Georgia lawmakers adjourned the 2023 legislative session without passing a bill intended to redirect pharmaceutical discounts to patients. Joe Raedle/Getty Images
As Georgians struggle to feed their families and afford housing, many are now having to balance affording basic necessities with paying high costs at the pharmacy counter. While Georgia lawmakers are rightly looking for solutions to ease the burden of high health care costs, industry middlemen, known as pharmacy benefit managers (PBMs), have flown under the radar and are getting away with intentionally increasing costs for patients. Yet state lawmakers missed an opportunity during the 2023 legislative session to reform a system that continues to allow insurers and other middlemen to pocket medication discounts that are intended to lower costs for Georgia patients.
With 6 million Georgians living with at least one chronic disease, many Georgia patients rely on frequent dosages of medications to manage their health and symptoms. Chronic conditions, such as lupus or multiple sclerosis, require consistent medication. However, nearly 70% of Georgia adults have reported confronting burdensome health care costs. We cannot continue to let Georgians fall behind on health care they need.
Many Georgia patients are struggling to afford critical health care as a result of insurance barriers and pharmacy middlemen who are putting lifesaving health care out of reach. Many Georgia health insurers use PBMs, which negotiate drug prices and rebates for the health plans they represent. With little transparency and oversight, PBMs have evolved to become one of the largest and most influential stakeholders in decisions regarding prescription drug access and affordability in Georgia. In the name of cost containment for insurers, PBMs negotiate significant rebates and discounts for the cost of medications and treatments from pharmaceutical companies. Yet, they don’t pass those savings onto patients receiving the care, causing Georgians to pay more from their own wallets for their medications.
Georgia patients, particularly those with chronic conditions such as hepatitis C, arthritis, or high blood pressure, require daily medications to manage symptoms and control their illness. However, when a patient’s out-of-pocket costs become too high, a patient is more likely to forgo their treatments, which can lead to even higher medical costs such as hospitalizations, or emergency room visits. When patients have reliable access to consistent treatments to manage a chronic illness, it significantly improves health outcomes, lessens potential for hospital visits, and drives down costs for the entire health system.
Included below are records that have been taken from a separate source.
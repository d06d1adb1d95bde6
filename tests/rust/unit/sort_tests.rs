use cypherql::TranslatorError;
use serde_json::{json, Value};

use crate::common::{compile, try_compile};

fn sorted(field: &str, sort: Value) -> Value {
    json!({
        "field": field,
        "arguments": {"sort": sort},
        "selections": [{"field": "title"}]
    })
}

#[test]
fn test_keys_apply_in_request_order() {
    let query = compile(sorted("movies", json!([{"title": "ASC"}, {"released": "DESC"}])));
    assert!(query
        .cypher
        .contains("WITH * ORDER BY this.title ASC, this.released DESC"));

    let query = compile(sorted("movies", json!([{"released": "DESC"}, {"title": "ASC"}])));
    assert!(query
        .cypher
        .contains("WITH * ORDER BY this.released DESC, this.title ASC"));
}

#[test]
fn test_sort_by_relationship_count() {
    let query = compile(sorted("movies", json!([{"actorsAggregate": {"count": "DESC"}}])));
    assert!(query.cypher.contains(
        "MATCH (this)<-[:ACTED_IN]-(this0:Actor)\n    RETURN count(this0) AS var1\n}\nWITH * ORDER BY var1 DESC"
    ));
}

#[test]
fn test_sort_by_aliased_field_reads_the_stored_property() {
    let query = compile(sorted("movies", json!([{"rating": "DESC"}])));
    assert!(query.cypher.contains("ORDER BY this.imdbRating DESC"));
}

#[test]
fn test_polymorphic_sort_drops_keys_missing_from_a_branch() {
    let query = compile(sorted("productions", json!([{"episodes": "ASC"}])));
    assert!(!query.cypher.contains("ORDER BY"));
    assert!(!query.cypher.contains("__sort"));
}

#[test]
fn test_polymorphic_sort_rejects_per_branch_subqueries() {
    let err = try_compile(
        sorted("productions", json!([{"score": "ASC"}])),
        &Default::default(),
    )
    .unwrap_err();
    assert!(matches!(err, TranslatorError::InvalidSort { .. }));
}

#[test]
fn test_invalid_direction() {
    let err = try_compile(sorted("movies", json!([{"title": "UP"}])), &Default::default())
        .unwrap_err();
    assert!(matches!(err, TranslatorError::InvalidSort { .. }));
}

#[test]
fn test_connection_sorts_by_node_then_edge() {
    let query = compile(json!({
        "field": "movies",
        "selections": [{
            "field": "actorsConnection",
            "arguments": {"sort": [{"node": {"name": "ASC"}}, {"edge": {"screenTime": "DESC"}}]},
            "selections": [{"field": "edges", "selections": [{"field": "node", "selections": [{"field": "name"}]}]}]
        }]
    }));
    assert!(query
        .cypher
        .contains("WITH * ORDER BY this0.name ASC, this1.screenTime DESC"));
}
//! Execution seam: compile a selection, run it with one store call and
//! shape the records.
//!
//! The store itself is behind [`GraphStore`]; no driver is bundled.

pub mod errors;

use std::future::Future;
use std::sync::Arc;
use std::time::Duration;

use async_trait::async_trait;
use serde_json::Value;

use crate::cypher::ParamMap;
use crate::result_shaper::{self, StoreRecord};
use crate::schema_model::SchemaModel;
use crate::selection::SelectionTree;
use crate::translator::{self, AuthPredicates, CompiledQuery, TranslatorSettings};

pub use errors::{ExecutorError, StoreError};

/// A graph store able to run one parameterized Cypher statement.
#[cfg_attr(test, mockall::automock)]
#[async_trait]
pub trait GraphStore: Send + Sync {
    async fn run(&self, cypher: &str, params: &ParamMap) -> Result<Vec<StoreRecord>, StoreError>;
}

pub struct Executor {
    schema: Arc<SchemaModel>,
    store: Arc<dyn GraphStore>,
    settings: TranslatorSettings,
    timeout: Option<Duration>,
}

impl Executor {
    pub fn new(schema: Arc<SchemaModel>, store: Arc<dyn GraphStore>) -> Self {
        Executor {
            schema,
            store,
            settings: TranslatorSettings::default(),
            timeout: None,
        }
    }

    pub fn with_settings(mut self, settings: TranslatorSettings) -> Self {
        self.settings = settings;
        self
    }

    pub fn with_timeout(mut self, timeout: Option<Duration>) -> Self {
        self.timeout = timeout;
        self
    }

    pub fn schema(&self) -> &SchemaModel {
        &self.schema
    }

    /// Compile without touching the store.
    pub fn translate(
        &self,
        selection: &SelectionTree,
        auth: &AuthPredicates,
    ) -> Result<CompiledQuery, ExecutorError> {
        Ok(translator::translate(
            &self.schema,
            selection,
            auth,
            &self.settings,
        )?)
    }

    pub async fn execute(
        &self,
        selection: &SelectionTree,
        auth: &AuthPredicates,
    ) -> Result<Value, ExecutorError> {
        self.execute_with_cancel(selection, auth, std::future::pending())
            .await
    }

    /// Like [`Executor::execute`], abandoning the store call as soon as
    /// `cancel` resolves. The store future is dropped, which releases
    /// whatever handle it holds.
    pub async fn execute_with_cancel<C>(
        &self,
        selection: &SelectionTree,
        auth: &AuthPredicates,
        cancel: C,
    ) -> Result<Value, ExecutorError>
    where
        C: Future<Output = ()>,
    {
        let compiled = self.translate(selection, auth)?;
        log::info!(
            "running `{}` ({} parameters)",
            selection.response_key(),
            compiled.params.len()
        );

        let records = tokio::select! {
            biased;
            _ = cancel => {
                log::info!("request `{}` cancelled", selection.response_key());
                return Err(ExecutorError::Cancelled);
            }
            result = self.run(&compiled) => result?,
        };
        log::debug!("store returned {} record(s)", records.len());

        Ok(result_shaper::shape(&records, &compiled.plan)?)
    }

    async fn run(&self, compiled: &CompiledQuery) -> Result<Vec<StoreRecord>, ExecutorError> {
        let call = self.store.run(&compiled.cypher, &compiled.params);
        let result = match self.timeout {
            Some(limit) => tokio::time::timeout(limit, call).await.map_err(|_| {
                log::warn!("statement timed out after {:?}", limit);
                ExecutorError::Timeout {
                    timeout_ms: limit.as_millis() as u64,
                }
            })?,
            None => call.await,
        };
        result.map_err(|e| ExecutorError::from_store(e, &self.settings.forbidden_marker))
    }
}

#[cfg(test)]
mod tests {
    use super::*;
    use crate::result_shaper::StoreValue;
    use crate::schema_model::test_fixtures::movies_schema;
    use serde_json::json;
    use std::collections::{BTreeMap, HashMap};

    fn movie_record(title: &str) -> StoreRecord {
        let mut node = BTreeMap::new();
        node.insert("title".to_string(), StoreValue::String(title.to_string()));
        let mut record = HashMap::new();
        record.insert("this".to_string(), StoreValue::Map(node));
        record
    }

    fn titles() -> SelectionTree {
        SelectionTree::new("movies").with_selections(vec![SelectionTree::new("title")])
    }

    #[tokio::test]
    async fn test_execute_makes_one_store_call() {
        let mut store = MockGraphStore::new();
        store
            .expect_run()
            .withf(|cypher, params| {
                cypher.to_string() == "MATCH (this:Movie)\nRETURN this { .title } AS this"
                    && params.is_empty()
            })
            .times(1)
            .returning(|_, _| Ok(vec![movie_record("Heat"), movie_record("Ronin")]));

        let executor = Executor::new(Arc::new(movies_schema()), Arc::new(store));
        let response = executor
            .execute(&titles(), &AuthPredicates::default())
            .await
            .unwrap();
        assert_eq!(
            response,
            json!({"movies": [{"title": "Heat"}, {"title": "Ronin"}]})
        );
    }

    #[tokio::test]
    async fn test_compile_errors_never_reach_the_store() {
        let mut store = MockGraphStore::new();
        store.expect_run().times(0);

        let executor = Executor::new(Arc::new(movies_schema()), Arc::new(store));
        let selection = SelectionTree::new("movies")
            .with_selections(vec![SelectionTree::new("budget")]);
        let err = executor
            .execute(&selection, &AuthPredicates::default())
            .await
            .unwrap_err();
        assert!(matches!(err, ExecutorError::Translate(_)));
    }

    #[tokio::test]
    async fn test_forbidden_store_error_is_authorization() {
        let mut store = MockGraphStore::new();
        store.expect_run().returning(|_, _| {
            Err(StoreError::Query {
                message: "CYPHERQL_FORBIDDEN".to_string(),
                code: None,
            })
        });

        let executor = Executor::new(Arc::new(movies_schema()), Arc::new(store));
        let err = executor
            .execute(&titles(), &AuthPredicates::default())
            .await
            .unwrap_err();
        assert!(matches!(err, ExecutorError::Authorization { .. }));
    }

    #[tokio::test]
    async fn test_cancelled_request() {
        let mut store = MockGraphStore::new();
        store.expect_run().returning(|_, _| Ok(Vec::new()));

        let executor = Executor::new(Arc::new(movies_schema()), Arc::new(store));
        let err = executor
            .execute_with_cancel(&titles(), &AuthPredicates::default(), async {})
            .await
            .unwrap_err();
        assert_eq!(err, ExecutorError::Cancelled);
    }
}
Pharmaceutical rebates are created by drug manufacturers to help patients afford and access the medications they need. Yet, PBMs are unfairly pocketing discounts that should be passed onto patients and turning a profit at the expense of Georgia’s most vulnerable. The amount that Georgia patients pay for a medicine – either through their deductible or through coinsurance – is often based on the full list price of the medicine rather than the deeply discounted amount that an insurance company actually pays. Georgia lawmakers must take action to reform a system that continuously allows pharmacy middlemen to improve their bottom lines on the backs of the chronically ill.
PBM practices have become a growing problem across the industry, yet state lawmakers did not take action to pass the Lowering Prescription Drug Costs for Patients Act, a much-needed step to ensure patients get the care they need when they need it. House Bill 343 would have required PBMs to pass 50% of rebates directly to patients at the pharmacy counter or other point of sale and would have required PBMs to annually report the rebate amount they have passed through. According to UnitedHealth, patient adherence improves when point-of-sale discount programs were applied, which lowers prescription drug costs for the patient, contributes to improved health, and reduces total health care costs for the health system overall.
Georgia lawmakers have failed to put patients first by not taking a stand to stop letting PBMs and insurers pocket rebates and discounts. States like Arkansas have already passed legislation to ensure 100% of rebates are passed on to patients. It is critical that lawmakers realize that Georgia patients are counting on them to increase transparency into the industry of pharmacy middlemen. Ensuring rebates are passed onto patients is a commonsense solution to the rising health costs that Georgians are facing.